Avila was wounded in the attack.
Authorities said Zapata struggled with his assailants as they tried to drag him out of his vehicle. Zapata was shot at least three times with the bullets flying through the car window that accidentally had been cracked open. Authorities said 83 spent casings from AK-47 bullets were found at the scene.
Agent Zapata’s family attended Thursday’s court proceedings along with attorney Trey Martinez of Brownsville, who said the Zapata family was “pleased” with the court proceedings that had occurred, but added this is just the beginning. The family has a $75 million lawsuit pending against the federal government and others.

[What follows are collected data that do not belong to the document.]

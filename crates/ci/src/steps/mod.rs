//! Pipeline step builders
//!
//! Each type here is an [`Operation`](crate::operations::Operation) adding one
//! kind of step. Anything that depends on the repository checkout (which build
//! script an image uses, which test files exist) is looked up when the
//! operation is constructed, so applying an operation cannot fail.

pub mod backend;
pub mod client;
pub mod docker;
pub mod executors;
pub mod integration;
pub mod lint;
pub mod misc;
pub mod wolfi;

use pipegen_buildkite::{CacheOptions, StepOpt};

/// Suite key variable for frontend unit test reports
pub const FRONTEND_UNIT_TEST_SUITE: &str = "BUILDKITE_ANALYTICS_FRONTEND_UNIT_TEST_SUITE_API_KEY";

/// Installs node dependencies, tolerating slow registries
pub const PNPM_INSTALL: &str = "pnpm install --frozen-lockfile --fetch-timeout 60000";

const PNPM_CACHE_KEY: &str = "cache-node_modules-{{ checksum 'pnpm-lock.yaml' }}";

/// Cache `node_modules`, keyed on the pnpm lockfile
#[must_use]
pub fn pnpm_cache() -> StepOpt {
    StepOpt::Cache(CacheOptions {
        id: "node_modules".to_string(),
        key: PNPM_CACHE_KEY.to_string(),
        restore_keys: vec![PNPM_CACHE_KEY.to_string()],
        paths: vec![
            "node_modules".to_string(),
            "client/web/node_modules".to_string(),
            "client/browser/node_modules".to_string(),
            "client/shared/node_modules".to_string(),
        ],
        compress: false,
    })
}

/// Keep characters allowed in step keys, replace the rest with `-`
#[must_use]
pub fn sanitize_step_key(key: &str) -> String {
    key.chars()
        .map(|c| {
            if c.is_ascii_alphanumeric() || matches!(c, '_' | ':' | '-') {
                c
            } else {
                '-'
            }
        })
        .collect()
}
//! pipegen command line interface
//!
//! The binary reads the Buildkite environment of the running build, computes
//! its pipeline with [`pipegen_ci`] and prints it for
//! `buildkite-agent pipeline upload`.

pub mod cli;
pub mod commands;
pub mod tracing;

pub use cli::{Cli, CliError, Commands, exit_code_for, render_error};
pub use commands::{Context, execute, write_output};
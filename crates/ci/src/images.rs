//! Docker images built by the pipeline and their names

use crate::error::{Error, Result};
use crate::settings::Registries;

/// Images the test suites run against; built before everything else
pub const SOURCEGRAPH_DOCKER_IMAGES_TEST_DEPS: &[&str] = &[
    "server",
    "executor",
    "executor-kubernetes",
    "batcheshelper",
];

/// Images deployed by the Kubernetes and Docker Compose distributions
pub const DEPLOY_SOURCEGRAPH_DOCKER_IMAGES: &[&str] = &[
    "alpine-3.14",
    "cadvisor",
    "codeinsights-db",
    "codeintel-db",
    "frontend",
    "github-proxy",
    "gitserver",
    "grafana",
    "indexed-searcher",
    "migrator",
    "node-exporter",
    "opentelemetry-collector",
    "postgres-12-alpine",
    "postgres_exporter",
    "precise-code-intel-worker",
    "prometheus",
    "prometheus-gcp",
    "redis-cache",
    "redis-store",
    "redis_exporter",
    "repo-updater",
    "search-indexer",
    "searcher",
    "symbols",
    "syntax-highlighter",
    "worker",
    "blobstore",
    "embeddings",
];

/// Images that are neither test dependencies nor deployed
pub const SOURCEGRAPH_DOCKER_IMAGES_MISC: &[&str] = &["dind", "executor-vm", "sg", "cody-gateway"];

/// Every image built by a full build, test dependencies first
pub fn sourcegraph_docker_images() -> impl Iterator<Item = &'static str> {
    SOURCEGRAPH_DOCKER_IMAGES_TEST_DEPS
        .iter()
        .chain(DEPLOY_SOURCEGRAPH_DOCKER_IMAGES)
        .chain(SOURCEGRAPH_DOCKER_IMAGES_MISC)
        .copied()
}

/// Check that `app` is one of [`sourcegraph_docker_images`]
pub fn ensure_known_image(app: &str) -> Result<()> {
    if sourcegraph_docker_images().any(|image| image == app) {
        Ok(())
    } else {
        Err(Error::UnknownImage {
            image: app.to_string(),
        })
    }
}

fn maybe_tagged(root: String, tag: &str) -> String {
    if tag.is_empty() {
        root
    } else {
        format!("{root}:{tag}")
    }
}

/// `app` in the internal registry, tagged when `tag` is not empty
#[must_use]
pub fn dev_image(registries: &Registries, app: &str, tag: &str) -> String {
    maybe_tagged(format!("{}/{app}", registries.dev), tag)
}

/// `app` in the public registry, tagged when `tag` is not empty
#[must_use]
pub fn publish_image(registries: &Registries, app: &str, tag: &str) -> String {
    maybe_tagged(format!("{}/{app}", registries.publish), tag)
}

/// Key of the step building the candidate image of `app`
#[must_use]
pub fn candidate_image_step_key(app: &str) -> String {
    format!("{}:candidate", app.replace('.', "-"))
}

#[cfg(test)]
mod tests {
    use super::*;
    use std::collections::HashSet;

    #[test]
    fn test_image_names() {
        let registries = Registries::default();
        assert_eq!(
            dev_image(&registries, "gitserver", "abc_1_candidate"),
            "us.gcr.io/sourcegraph-dev/gitserver:abc_1_candidate"
        );
        assert_eq!(
            publish_image(&registries, "gitserver", ""),
            "index.docker.io/sourcegraph/gitserver"
        );
    }

    #[test]
    fn test_candidate_step_key() {
        assert_eq!(candidate_image_step_key("server"), "server:candidate");
        assert_eq!(
            candidate_image_step_key("executor.vm-image"),
            "executor-vm-image:candidate"
        );
    }

    #[test]
    fn test_known_images() {
        assert!(ensure_known_image("gitserver").is_ok());
        assert!(matches!(
            ensure_known_image("nope"),
            Err(Error::UnknownImage { .. })
        ));
    }

    #[test]
    fn test_no_duplicate_images() {
        let all: Vec<_> = sourcegraph_docker_images().collect();
        let unique: HashSet<_> = all.iter().collect();
        assert_eq!(all.len(), unique.len());
    }
}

“The Zapata and Avila families are pleased with this guilty plea and the steps taken to bring those responsible for this crime to justice. They are grateful to all those who have stood by them and have been instrumental in this process,” Martinez said in statement.
In his April 2013 statement to federal authorities, Espinoza Zapata admitted that he and other “estacas” or “hit squads” armed with AK-47s, AR-15s and handguns, surrounded the armored vehicle in which Jaime Zapata and Avila were riding in San Luis Potosi. El Piolin stated he fired several shots in the air trying to get the agents to exit the vehicle. When they refused to do so, the “estacas” fired weapons at the vehicle, Espinoza Zapata said.
Zapata Espinoza said he and the others did not know that Agent Zapata and Avila were U.S. citizens and federal agents until after the ambush. He was arrested Feb. 23, 2011, at his residence in Mexico.
The purpose of “stopping the armored vehicle was to steal it,” Espinoza Zapata said.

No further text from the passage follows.